1 Saint François de Sales. Deuxième edition, pp. 236-7.

The Introduction differed from most books of devotion that had been written before in being addressed not to the cloister but to men and women “ in the world.” In his preface Francis says : “Almost all who have treated hitherto of devotion have had in view the instruction of persons wholly retired from the world, or at least have taught a kind of devotion leading to this absolute retirement. My intention is to instruct such as live in town, or families, or at court, and who by their condition, are obliged to lead, as to externals, the ordinary life."

From the fact that the book was written more particularly for women, and owes much of its inspiration to them, one is apt to think that the kind of religion it inculcates must be lacking in strength and robustness.
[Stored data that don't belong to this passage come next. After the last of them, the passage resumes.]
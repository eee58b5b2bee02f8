use super::JsonBody;
use crate::config::AppState;
use crate::error::Result;
use crate::models::Message;
use axum::{
    extract::{Query, State},
    http::StatusCode,
    Json,
};
use serde::{Deserialize, Serialize};

#[derive(Debug, Deserialize)]
#[serde(rename_all = "camelCase")]
pub struct PostMessageBody {
    pub from_email: Option<String>,
    pub to_email: Option<String>,
    pub message: Option<String>,
}

#[derive(Debug, Deserialize)]
#[serde(rename_all = "camelCase")]
pub struct HistoryQuery {
    pub user_email: Option<String>,
    pub friend_email: Option<String>,
}

#[derive(Debug, Serialize)]
pub struct MessageSaved {
    pub message: String,
    pub data: Message,
}

/// POST /messages
///
/// Same path as a `send-message` session event: stored first, then pushed to
/// the recipient if they are online.
pub async fn post_message(
    State(state): State<AppState>,
    JsonBody(body): JsonBody<PostMessageBody>,
) -> Result<(StatusCode, Json<MessageSaved>)> {
    let message = state
        .relay
        .send(
            body.from_email.as_deref().unwrap_or_default(),
            body.to_email.as_deref().unwrap_or_default(),
            body.message.as_deref().unwrap_or_default(),
        )
        .await?;

    Ok((
        StatusCode::CREATED,
        Json(MessageSaved {
            message: "Message saved".to_string(),
            data: message,
        }),
    ))
}

/// GET /messages?userEmail=&friendEmail=
pub async fn get_messages(
    State(state): State<AppState>,
    Query(query): Query<HistoryQuery>,
) -> Result<Json<Vec<Message>>> {
    let history = state
        .relay
        .history(
            query.user_email.as_deref().unwrap_or_default(),
            query.friend_email.as_deref().unwrap_or_default(),
        )
        .await?;

    Ok(Json(history))
}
But although there was much that was truly feminine in the soul of Francis, much love and gentleness, there was nothing effeminate ; and in the Introduction there is plenty of vigorous thinking and stern but wholesome counsel, equally good for both sexes, and bearing on a great variety of matters and circumstances. It is written of course from the strictly Roman Catholic point of view, and by one convinced that outside the Church of Rome there was no salvation ; but we know that such assumptions have not been peculiar to Roman Catholic writers, and have been found sometimes in union with a great deal of practical common sense and spiritual wisdom. And it is for its practical common sense and spiritual wisdom that the Introduction has been valued by Protestants and Catholics alike.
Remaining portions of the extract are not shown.